__EXERCISE REQUIREMENTS__. Every line in the entries that holds "pool" should be identified and copied.

__DATA TO EXAMINE__.
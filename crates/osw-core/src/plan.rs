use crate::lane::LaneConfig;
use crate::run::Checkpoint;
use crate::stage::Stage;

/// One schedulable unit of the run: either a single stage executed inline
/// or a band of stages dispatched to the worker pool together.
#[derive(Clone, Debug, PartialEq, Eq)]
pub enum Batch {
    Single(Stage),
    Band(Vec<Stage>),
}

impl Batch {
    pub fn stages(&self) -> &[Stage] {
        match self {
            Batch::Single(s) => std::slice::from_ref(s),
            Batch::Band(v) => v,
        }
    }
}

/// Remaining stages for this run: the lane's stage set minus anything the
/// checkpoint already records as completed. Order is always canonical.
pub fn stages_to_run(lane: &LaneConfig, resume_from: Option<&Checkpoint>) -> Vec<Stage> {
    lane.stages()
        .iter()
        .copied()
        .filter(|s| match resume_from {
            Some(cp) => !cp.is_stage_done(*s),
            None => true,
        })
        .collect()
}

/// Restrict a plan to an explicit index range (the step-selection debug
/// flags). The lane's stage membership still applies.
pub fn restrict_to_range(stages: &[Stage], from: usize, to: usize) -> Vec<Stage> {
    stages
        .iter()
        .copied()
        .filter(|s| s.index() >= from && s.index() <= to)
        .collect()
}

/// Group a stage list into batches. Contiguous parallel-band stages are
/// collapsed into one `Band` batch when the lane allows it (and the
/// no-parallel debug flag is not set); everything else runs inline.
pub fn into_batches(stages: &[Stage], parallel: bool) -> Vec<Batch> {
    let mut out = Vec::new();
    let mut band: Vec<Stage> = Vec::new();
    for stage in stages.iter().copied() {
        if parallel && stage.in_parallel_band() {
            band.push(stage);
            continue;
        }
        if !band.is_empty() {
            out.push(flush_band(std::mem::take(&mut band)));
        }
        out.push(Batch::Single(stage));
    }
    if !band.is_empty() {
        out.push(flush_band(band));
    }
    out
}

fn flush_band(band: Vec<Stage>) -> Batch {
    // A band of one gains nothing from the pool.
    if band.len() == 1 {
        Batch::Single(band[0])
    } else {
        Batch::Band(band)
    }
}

--

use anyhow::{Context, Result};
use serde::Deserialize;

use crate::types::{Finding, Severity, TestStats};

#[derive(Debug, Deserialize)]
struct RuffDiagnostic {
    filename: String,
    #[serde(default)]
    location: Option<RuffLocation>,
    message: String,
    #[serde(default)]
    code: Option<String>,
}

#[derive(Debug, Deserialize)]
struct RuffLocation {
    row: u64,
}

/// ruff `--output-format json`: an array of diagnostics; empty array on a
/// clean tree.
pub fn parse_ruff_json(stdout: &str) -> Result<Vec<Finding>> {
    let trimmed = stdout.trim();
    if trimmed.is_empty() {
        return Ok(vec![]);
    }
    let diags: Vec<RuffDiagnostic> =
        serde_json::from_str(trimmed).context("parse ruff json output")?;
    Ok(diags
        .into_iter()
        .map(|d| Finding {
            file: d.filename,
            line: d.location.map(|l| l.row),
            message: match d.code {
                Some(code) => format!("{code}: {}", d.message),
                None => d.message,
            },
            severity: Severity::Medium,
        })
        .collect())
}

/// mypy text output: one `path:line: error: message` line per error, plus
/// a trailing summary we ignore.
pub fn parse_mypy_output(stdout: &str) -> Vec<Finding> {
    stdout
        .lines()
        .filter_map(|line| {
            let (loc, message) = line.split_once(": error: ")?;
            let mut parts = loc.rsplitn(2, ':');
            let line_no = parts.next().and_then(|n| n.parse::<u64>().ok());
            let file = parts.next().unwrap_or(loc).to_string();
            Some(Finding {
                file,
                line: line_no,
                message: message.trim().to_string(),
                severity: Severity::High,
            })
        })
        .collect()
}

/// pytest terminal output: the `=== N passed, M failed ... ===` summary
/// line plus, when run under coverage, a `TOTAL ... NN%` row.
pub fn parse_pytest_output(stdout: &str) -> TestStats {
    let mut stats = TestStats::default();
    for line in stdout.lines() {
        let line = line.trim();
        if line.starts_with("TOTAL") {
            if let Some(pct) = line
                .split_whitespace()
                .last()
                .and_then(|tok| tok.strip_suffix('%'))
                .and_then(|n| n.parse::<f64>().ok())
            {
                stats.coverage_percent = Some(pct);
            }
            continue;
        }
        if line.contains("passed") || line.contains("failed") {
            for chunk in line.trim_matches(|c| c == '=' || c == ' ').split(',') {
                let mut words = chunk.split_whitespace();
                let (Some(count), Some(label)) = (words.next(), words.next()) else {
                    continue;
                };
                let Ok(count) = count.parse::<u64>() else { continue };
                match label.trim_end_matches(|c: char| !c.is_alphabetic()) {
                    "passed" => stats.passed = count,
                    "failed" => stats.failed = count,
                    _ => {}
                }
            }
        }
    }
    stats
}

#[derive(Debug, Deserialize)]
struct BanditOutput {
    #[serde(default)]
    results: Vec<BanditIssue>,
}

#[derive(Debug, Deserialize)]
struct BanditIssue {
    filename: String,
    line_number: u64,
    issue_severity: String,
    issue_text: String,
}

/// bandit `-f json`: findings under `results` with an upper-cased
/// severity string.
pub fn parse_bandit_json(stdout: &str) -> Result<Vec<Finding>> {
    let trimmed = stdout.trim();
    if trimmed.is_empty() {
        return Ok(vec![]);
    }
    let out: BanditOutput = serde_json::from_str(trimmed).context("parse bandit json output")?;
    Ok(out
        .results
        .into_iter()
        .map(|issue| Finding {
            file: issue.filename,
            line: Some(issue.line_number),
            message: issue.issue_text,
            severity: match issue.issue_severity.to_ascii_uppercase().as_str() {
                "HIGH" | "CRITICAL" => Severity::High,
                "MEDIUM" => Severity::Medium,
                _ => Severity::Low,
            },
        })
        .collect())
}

__WRITTEN ANSWER__.
/// or a band of stages dispatched to the worker pool together.
    // A band of one gains nothing from the pool.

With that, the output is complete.